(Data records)
impl Operation {
    pub fn name(&self) -> &'static str {
        match self {
            Operation::Fission { .. } => "fission",
            Operation::Fusion { .. } => "fusion",
            Operation::TransmuteToStable { .. } => "transmute-to-stable",
            Operation::TransmuteToVolatile { .. } => "transmute-to-volatile",
        }
    }

    pub fn amount(&self) -> u64 {
        match *self {
            Operation::Fission { erg_amount } | Operation::Fusion { erg_amount } => erg_amount,
            Operation::TransmuteToStable { volatile_amount } => volatile_amount,
            Operation::TransmuteToVolatile { stable_amount } => stable_amount,
        }
    }

    pub fn is_transmutation(&self) -> bool {
        matches!(
            self,
            Operation::TransmuteToStable { .. } | Operation::TransmuteToVolatile { .. }
        )
    }
}

/// An operation with the context it runs in.
#[derive(Clone, Debug, Eq, PartialEq)]
pub struct OperationRequest {
    pub operation: Operation,
    /// Current ledger height
    pub height: u64,
    /// Boxes the user spends; change returns to the script of the first one
    pub user_boxes: Vec<RawBox>,
}

/// What an operation gives and takes, for preview.
#[derive(Clone, Debug, Eq, PartialEq)]
pub struct Quote {
    pub operation: Operation,
    /// nanoERG the fees are computed on
    pub erg_value: u64,
    /// Tokens the user receives
    pub receive: TokenPair,
    /// Tokens the user gives up
    pub spend: TokenPair,
    pub fees: FeeBreakdown,
    pub shares: FeeShares,
    /// Dynamic fee factor, transmutations only
    pub fee_factor: Option<u64>,
}

pub struct TransactionBuilder<'a> {
    config: &'a ProtocolConfig,
}

impl<'a> TransactionBuilder<'a> {
    pub fn new(config: &'a ProtocolConfig) -> Self {
        Self { config }
    }

    fn fees(&self) -> FeeCalculator<'a> {
        FeeCalculator::new(self.config)
    }

    /// Build the plan for `request`. Transmutations need the buyback box.
    pub fn build(
        &self,
        reserve: &ReserveBox,
        oracle: &OracleBox,
        buyback: Option<&RawBox>,
        request: &OperationRequest,
    ) -> Result<TransactionPlan, ReactorError> {
        let require_buyback = || {
            buyback.ok_or_else(|| {
                ReactorError::Configuration("transmutation requires the buyback box".to_string())
            })
        };
        match request.operation {
            Operation::Fission { erg_amount } => {
                self.fission(reserve, oracle, &request.user_boxes, erg_amount)
            }
            Operation::Fusion { erg_amount } => {
                self.fusion(reserve, oracle, &request.user_boxes, erg_amount)
            }
            Operation::TransmuteToStable { volatile_amount } => self.transmute_to_stable(
                reserve,
                oracle,
                &request.user_boxes,
                require_buyback()?,
                volatile_amount,
                request.height,
            ),
            Operation::TransmuteToVolatile { stable_amount } => self.transmute_to_volatile(
                reserve,
                oracle,
                &request.user_boxes,
                require_buyback()?,
                stable_amount,
                request.height,
            ),
        }
    }

    /// Amounts and fees of `operation` without building a transaction.
    pub fn quote(
        &self,
        reserve: &ReserveBox,
        oracle: &OracleBox,
        operation: Operation,
        height: u64,
    ) -> Result<Quote, ReactorError> {
        let fees = self.fees();
        let (erg_value, receive, spend, breakdown, fee_factor) = match operation {
            Operation::Fission { erg_amount } => (
                erg_amount,
                pricing::fission_output(reserve, erg_amount)?,
                TokenPair::default(),
                fees.breakdown_fission(reserve, erg_amount)?,
                None,
            ),
            Operation::Fusion { erg_amount } => (
                erg_amount,
                TokenPair::default(),
                pricing::fusion_input(reserve, erg_amount)?,
                fees.breakdown_fusion(reserve, erg_amount)?,
                None,
            ),
            Operation::TransmuteToStable { volatile_amount } => {
                let q = pricing::transmute_to_stable_output(reserve, oracle, volatile_amount, height)?;
                (
                    q.erg_value,
                    TokenPair { stable: q.amount_out, volatile: 0 },
                    TokenPair { stable: 0, volatile: volatile_amount },
                    fees.breakdown(&fees.fee_boxes(reserve, q.erg_value, true)?)?,
                    Some(q.fee_factor),
                )
            }
            Operation::TransmuteToVolatile { stable_amount } => {
                let q = pricing::transmute_to_volatile_output(reserve, oracle, stable_amount, height)?;
                (
                    q.erg_value,
                    TokenPair { stable: 0, volatile: q.amount_out },
                    TokenPair { stable: stable_amount, volatile: 0 },
                    fees.breakdown(&fees.fee_boxes(reserve, q.erg_value, true)?)?,
                    Some(q.fee_factor),
                )
            }
        };
        Ok(Quote {
            operation,
            erg_value,
            receive,
            spend,
            fees: breakdown,
            shares: breakdown.shares(erg_value)?,
            fee_factor,
        })
    }

    /// Lock `erg_amount` nanoERG and mint both tokens to the user.
    pub fn fission(
        &self,
        reserve: &ReserveBox,
        oracle: &OracleBox,
        user_boxes: &[RawBox],
        erg_amount: u64,
    ) -> Result<TransactionPlan, ReactorError> {
        check_request(user_boxes, erg_amount)?;
        let minted = pricing::fission_output(reserve, erg_amount)?;
        let fees = self.fees().fee_boxes(reserve, erg_amount, false)?;
        let height = creation_height(reserve.raw(), user_boxes, None);

        let mut reserve_out = reserve_output(
            reserve,
            checked_sum([reserve.value(), erg_amount])?,
            take(reserve, Token::Stable, minted.stable)?,
            take(reserve, Token::Volatile, minted.volatile)?,
            height,
        );
        reserve_out
            .registers
            .insert(RegisterId::R6, reserve.new_fee_register(fees.protocol_fee)?);

        debug!(erg_amount, ?minted, "building fission");
        self.assemble(reserve, oracle, user_boxes, None, reserve_out, None, &fees, height)
    }

    /// Burn both tokens from the user to redeem `erg_amount` nanoERG.
    pub fn fusion(
        &self,
        reserve: &ReserveBox,
        oracle: &OracleBox,
        user_boxes: &[RawBox],
        erg_amount: u64,
    ) -> Result<TransactionPlan, ReactorError> {
        check_request(user_boxes, erg_amount)?;
        let available = reserve.reserved_fissioned()?;
        if erg_amount > available {
            return Err(DomainError::ExceedsReserve {
                requested: erg_amount,
                available,
            }
            .into());
        }
        let burned = pricing::fusion_input(reserve, erg_amount)?;
        let fees = self.fees().fee_boxes(reserve, erg_amount, false)?;
        let height = creation_height(reserve.raw(), user_boxes, None);

        let mut reserve_out = reserve_output(
            reserve,
            reserve.value() - erg_amount,
            checked_sum([reserve.balance(Token::Stable), burned.stable])?,
            checked_sum([reserve.balance(Token::Volatile), burned.volatile])?,
            height,
        );
        reserve_out
            .registers
            .insert(RegisterId::R6, reserve.new_fee_register(fees.protocol_fee)?);

        debug!(erg_amount, ?burned, "building fusion");
        self.assemble(reserve, oracle, user_boxes, None, reserve_out, None, &fees, height)
    }

    /// Convert `volatile_amount` volatile tokens into stable tokens.
    pub fn transmute_to_stable(
        &self,
        reserve: &ReserveBox,
        oracle: &OracleBox,
        user_boxes: &[RawBox],
        buyback: &RawBox,
        volatile_amount: u64,
        height: u64,
    ) -> Result<TransactionPlan, ReactorError> {
        check_request(user_boxes, volatile_amount)?;
        let quote = pricing::transmute_to_stable_output(reserve, oracle, volatile_amount, height)?;
        self.transmute(reserve, oracle, user_boxes, buyback, quote, height)
    }

    /// Convert `stable_amount` stable tokens into volatile tokens.
    pub fn transmute_to_volatile(
        &self,
        reserve: &ReserveBox,
        oracle: &OracleBox,
        user_boxes: &[RawBox],
        buyback: &RawBox,
        stable_amount: u64,
        height: u64,
    ) -> Result<TransactionPlan, ReactorError> {
        check_request(user_boxes, stable_amount)?;
        let quote = pricing::transmute_to_volatile_output(reserve, oracle, stable_amount, height)?;
        self.transmute(reserve, oracle, user_boxes, buyback, quote, height)
    }

    fn transmute(
        &self,
        reserve: &ReserveBox,
        oracle: &OracleBox,
        user_boxes: &[RawBox],
        buyback: &RawBox,
        quote: TransmuteQuote,
        height: u64,
    ) -> Result<TransactionPlan, ReactorError> {
        let buyback_nft = &self.config.tokens.oracle_buyback_nft;
        if !buyback_nft.is_empty() && !buyback.holds_token(buyback_nft) {
            return Err(ReactorError::Configuration(format!(
                "box {} does not hold the oracle buyback token",
                buyback.box_id
            )));
        }

        let fees = self.fees().fee_boxes(reserve, quote.erg_value, true)?;
        let out_height = creation_height(reserve.raw(), user_boxes, Some(buyback));

        let token_in = quote.token_in();
        let token_out = quote.token_out();
        let balance_in = checked_sum([reserve.balance(token_in), quote.amount_in])?;
        let balance_out = take(reserve, token_out, quote.amount_out)?;
        let (stable_balance, volatile_balance) = match quote.direction {
            Direction::ToStable => (balance_out, balance_in),
            Direction::ToVolatile => (balance_in, balance_out),
        };

        let mut reserve_out =
            reserve_output(reserve, reserve.value(), stable_balance, volatile_balance, out_height);
        let registers = &mut reserve_out.registers;
        registers.insert(RegisterId::R6, reserve.new_fee_register(fees.protocol_fee)?);
        registers.insert(RegisterId::R7, quote.volume_to_stable.encode()?);
        registers.insert(RegisterId::R8, quote.volume_to_volatile.encode()?);
        registers.insert(RegisterId::R9, reserve.new_epoch_register(height)?);

        // The oracle fee is paid into the buyback box, which is recreated
        // under the oracle fee script with its tokens intact.
        let oracle_fee = fees.oracle.as_ref().map_or(0, |b| b.value);
        let mut buyback_out = OutputBox::new(
            checked_sum([oracle_fee, buyback.value])?,
            fees.oracle
                .as_ref()
                .map_or_else(|| self.config.oracle_fee_tree.clone(), |b| b.tree.clone()),
            out_height,
        );
        buyback_out.assets = buyback.assets.clone();

        debug!(
            direction = ?quote.direction,
            amount_in = quote.amount_in,
            amount_out = quote.amount_out,
            erg_value = quote.erg_value,
            fee_factor = quote.fee_factor,
            "building transmutation"
        );
        self.assemble(
            reserve,
            oracle,
            user_boxes,
            Some(buyback),
            reserve_out,
            Some(buyback_out),
            &fees,
            out_height,
        )
    }

    /// Lay out inputs and outputs, compute change and verify the balance.
    #[allow(clippy::too_many_arguments)]
    fn assemble(
        &self,
        reserve: &ReserveBox,
        oracle: &OracleBox,
        user_boxes: &[RawBox],
        buyback: Option<&RawBox>,
        reserve_out: OutputBox,
        buyback_out: Option<OutputBox>,
        fees: &FeeBoxes,
        height: u64,
    ) -> Result<TransactionPlan, ReactorError> {
        let mut inputs = Vec::with_capacity(user_boxes.len() + 2);
        inputs.push(PlanInput::new(reserve.raw().clone()));
        inputs.extend(user_boxes.iter().cloned().map(PlanInput::new));
        if let Some(buyback) = buyback {
            let mut input = PlanInput::new(buyback.clone());
            input
                .extension
                .insert(TRANSMUTE_EXTENSION.0, TRANSMUTE_EXTENSION.1.to_string());
            inputs.push(input);
        }

        let no_buyback = buyback_out.is_none();
        let fee_outputs = fees
            .iter()
            .filter(|b| no_buyback || b.kind != FeeKind::Oracle)
            .map(|b| OutputBox::new(b.value, b.tree.clone(), height));

        let mut payouts = vec![reserve_out];
        payouts.extend(buyback_out);
        payouts.extend(fee_outputs);

        let spent: Vec<&RawBox> = inputs.iter().map(|i| &i.raw).collect();
        let change = compute_change(
            &spent,
            &payouts,
            self.config.miner_fee,
            user_boxes[0].ergo_tree.clone(),
            height,
        )?;
        if change.value < self.config.min_box_value {
            warn!(
                value = change.value,
                min = self.config.min_box_value,
                "change box is below the minimum box value"
            );
        }

        let mut outputs = Vec::with_capacity(payouts.len() + 1);
        let mut payouts = payouts.into_iter();
        outputs.extend(payouts.next());
        outputs.push(change);
        outputs.extend(payouts);

        let plan = TransactionPlan {
            inputs,
            data_inputs: vec![oracle.raw().clone()],
            outputs,
            miner_fee: self.config.miner_fee,
        };
        plan.check_balanced()?;
        debug!(
            inputs = plan.inputs.len(),
            outputs = plan.outputs.len(),
            miner_fee = plan.miner_fee,
            "plan assembled"
        );
        Ok(plan)
    }
}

◆ **How to complete this task**
Filter the data above down to lines with the word "insert", and copy them.

◆ **Written answer**
            .insert(RegisterId::R6, reserve.new_fee_register(fees.protocol_fee)?);
            .insert(RegisterId::R6, reserve.new_fee_register(fees.protocol_fee)?);
        registers.insert(RegisterId::R6, reserve.new_fee_register(fees.protocol_fee)?);
        registers.insert(RegisterId::R7, quote.volume_to_stable.encode()?);
        registers.insert(RegisterId::R8, quote.volume_to_volatile.encode()?);
        registers.insert(RegisterId::R9, reserve.new_epoch_register(height)?);
                .insert(TRANSMUTE_EXTENSION.0, TRANSMUTE_EXTENSION.1.to_string());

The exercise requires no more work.